Sabeur Elkosantini

Informations générales

Sabeur Elkosantini
Grade

Maître de conférences

Biographie courte

Sabeur Elkosantini is a university lecturer and researcher in computer science, with expertise in artificial intelligence, distributed systems, and multimodal data fusion. He has supervised several PhD theses in areas such as intelligent transportation systems, logistics, and digital health. Actively involved in digital transformation initiatives, he founded and coordinates an innovation hub  (Innotech, FSEG Nabeul) that bridges academia and industry. His expertises cover data quality, MLOps, and interoperability of information systems. His work lies at the intersection of research, teaching, and applied innovation, supporting both public institutions and private companies.

Publications

  • 2024
    Rihab Chaouch, Jihene Tounsi, Issam Nouaouri, Sabeur Elkosantini

    Mixed Integer Programming For Patient Admission Scheduling in Hospital Network

    This work presents a mixed-integer programming model to optimize patient admission scheduling in hospital networks, with the aim of improving bed assignment and coordination of care., 2024

    Résumé

    The Patient Admission Scheduling (PAS) process involves efficiently managing the admission of patients to specific beds within relevant departments while addressing all their medical needs over a defined time horizon. This study delves into PAS within hospital network, emphasizing the collaborative nature of their interactions. Collaborative interactions are a common challenge in hospitals, where they need to collaborate and share resources to allocate patients to a limited number of beds within a specified timeframe, ensuring all necessary medical conditions are met. To address this challenge, a mixed-integer mathematical programming model for the PAS problem within hospital network is proposed with the aim of minimizing a weighted sum of unsatisfied constraints.

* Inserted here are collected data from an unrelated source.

//! In-process staging of customizations pending payment confirmation.
//!
//! Staged orders are keyed by a generated opaque id and live only for the
//! lifetime of the process. The webhook path consumes entries through
//! [`StagingStore::take`], a single atomic remove-and-return, so two
//! concurrent payment notifications for the same id cannot both finalize.

use std::collections::HashMap;

use async_trait::async_trait;
use tokio::sync::Mutex;
use uuid::Uuid;

use crate::error::{AppError, Result};
use crate::models::{Customization, CustomizationDraft};

#[async_trait]
pub trait StagingStore: Send + Sync {
    /// Validate and store a customization, returning its fresh opaque id.
    async fn stage(&self, draft: CustomizationDraft) -> Result<String>;

    /// Pure lookup, no side effect.
    async fn get(&self, id: &str) -> Result<Customization>;

    /// Atomically remove and return an entry. At most one caller can
    /// succeed per staged order.
    async fn take(&self, id: &str) -> Result<Customization>;

    /// Put an entry back under its original id after a failed finalize,
    /// so a retried webhook can attempt it again.
    async fn restore(&self, id: &str, customization: Customization);

    /// Idempotent delete; absent ids are a no-op.
    async fn remove(&self, id: &str);
}

/// Process-local staging store backed by a mutex-guarded map.
#[derive(Default)]
pub struct MemoryStaging {
    orders: Mutex<HashMap<String, Customization>>,
}

impl MemoryStaging {
    pub fn new() -> Self {
        Self::default()
    }
}

#[async_trait]
impl StagingStore for MemoryStaging {
    async fn stage(&self, draft: CustomizationDraft) -> Result<String> {
        let customization = draft.validate()?;
        let id = Uuid::new_v4().to_string();
        self.orders.lock().await.insert(id.clone(), customization);
        Ok(id)
    }

    async fn get(&self, id: &str) -> Result<Customization> {
        self.orders
            .lock()
            .await
            .get(id)
            .cloned()
            .ok_or_else(|| AppError::NotFound("Temp order not found".into()))
    }

    async fn take(&self, id: &str) -> Result<Customization> {
        self.orders
            .lock()
            .await
            .remove(id)
            .ok_or_else(|| AppError::NotFound("Temp order not found".into()))
    }

    async fn restore(&self, id: &str, customization: Customization) {
        self.orders
            .lock()
            .await
            .insert(id.to_string(), customization);
    }

    async fn remove(&self, id: &str) {
        self.orders.lock().await.remove(id);
    }
}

  • Arwa Kochkach, Saoussen Bel Haj Kacem, Sabeur Elkosantini, Wonho Suh, Seongkwan M. Lee

    On the Different Concepts and Taxonomies of eXplainable Artificial Intelligence

    In : International Conference on Intelligent Systems and Pattern Recognition. Cham : Springer Nature, 2023, 75-85., 2023

    Résumé

    Presently, Artificial Intelligence (AI) has seen a significant shift in focus towards the design and development of interpretable or explainable intelligent systems. This shift was boosted by the fact that AI and especially the Machine Learning (ML) field models are, currently, more complex to understand due to the large amount of the treated data. However, the interchangeable misuse of XAI concepts mainly “interpretability” and “explainability” was a hindrance to the establishment of common grounds for them. Hence, given the importance of this domain, we present an overview on XAI, in this paper, in which we focus on clarifying its misused concepts. We also present the interpretability levels, some taxonomies of the literature on XAI techniques as well as some recent XAI applications.

  • Houyem Ben Hassen, Jihene Tounsi, Rym Ben Bachouch, Sabeur Elkosantini

    Case-based reasoning for home health care planning considering unexpected events

    IFAC-PapersOnLine, 55(10), 1171-1176, 2022

    Résumé

    In recent years, Home Health Care (HHC) has gained popularity in different countries around the world (e.g. France, US, Germany, etc.). The HHC consists in providing medical services to patients at home. During the HHC service, caregivers’ planning may be disrupted by some unexpected events (e.g. urgent request, caregiver absence, traffic congestion, etc.), which makes HHC activities infeasible. This paper addresses the daily HHC routing and scheduling problem by considering unpredicted events. To solve this problem, we propose a Case-Based Reasoning (CBR) methodology. Our purpose is to create the HHC case base which contains the knowledge about the perturbation.